» Data supplied

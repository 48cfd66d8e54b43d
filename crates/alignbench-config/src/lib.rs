// Copyright 2025 Neuraville Inc.
// SPDX-License-Identifier: Apache-2.0

//! # alignbench Configuration System
//!
//! Type-safe configuration loader for benchmark runs with support for:
//! - TOML file parsing
//! - Environment variable overrides
//! - CLI argument overrides
//!
//! ## Usage
//!
//! ```rust,no_run
//! use alignbench_config::{load_config, validate_config};
//!
//! // Load configuration with automatic file discovery and overrides
//! let config = load_config(None, None).expect("Failed to load config");
//! validate_config(&config).expect("Invalid config");
//!
//! println!("Targets: {:?}", config.sweep.target_subjects);
//! println!("Methods: {:?}", config.sweep.methods);
//! ```
//!
//! The sweep is described entirely by the loaded [`BenchmarkConfig`]; nothing
//! is read from process-wide state once loading returns.

/// Crate version from Cargo.toml
pub const VERSION: &str = env!("CARGO_PKG_VERSION");

pub mod loader;
pub mod types;
pub mod validation;

pub use loader::{apply_cli_overrides, apply_environment_overrides, find_config_file, load_config};
pub use types::*;
pub use validation::{
    is_known_method, validate_config, ConfigValidationError, KNOWN_DECODERS, KNOWN_METHODS,
};

/// Configuration error types
#[derive(Debug, thiserror::Error)]
pub enum ConfigError {
    #[error("Config file not found. Searched: {0}")]
    FileNotFound(String),

    #[error("Failed to read config file: {0}")]
    IoError(#[from] std::io::Error),

    #[error("Invalid TOML syntax: {0}")]
    ParseError(String),

    #[error("Validation failed: {0}")]
    ValidationError(String),

    #[error("Invalid configuration value: {0}")]
    InvalidValue(String),
}

impl From<toml::de::Error> for ConfigError {
    fn from(err: toml::de::Error) -> Self {
        ConfigError::ParseError(err.to_string())
    }
}

/// Result type for configuration operations
pub type ConfigResult<T> = Result<T, ConfigError>;

#[cfg(test)]
mod tests {
    use super::*;

    #[test]
    fn test_default_config_is_valid() {
        let config = BenchmarkConfig::default();
        assert!(validate_config(&config).is_ok());
    }
}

» Exercise prompt
In the listing above, the lines from the one containing "file not found." through the one containing "fn from(err: toml::de::Error)" must be set down exactly, with no other lines.

» Output below
    #[error("Config file not found. Searched: {0}")]
    FileNotFound(String),

    #[error("Failed to read config file: {0}")]
    IoError(#[from] std::io::Error),

    #[error("Invalid TOML syntax: {0}")]
    ParseError(String),

    #[error("Validation failed: {0}")]
    ValidationError(String),

    #[error("Invalid configuration value: {0}")]
    InvalidValue(String),
}

impl From<toml::de::Error> for ConfigError {
    fn from(err: toml::de::Error) -> Self {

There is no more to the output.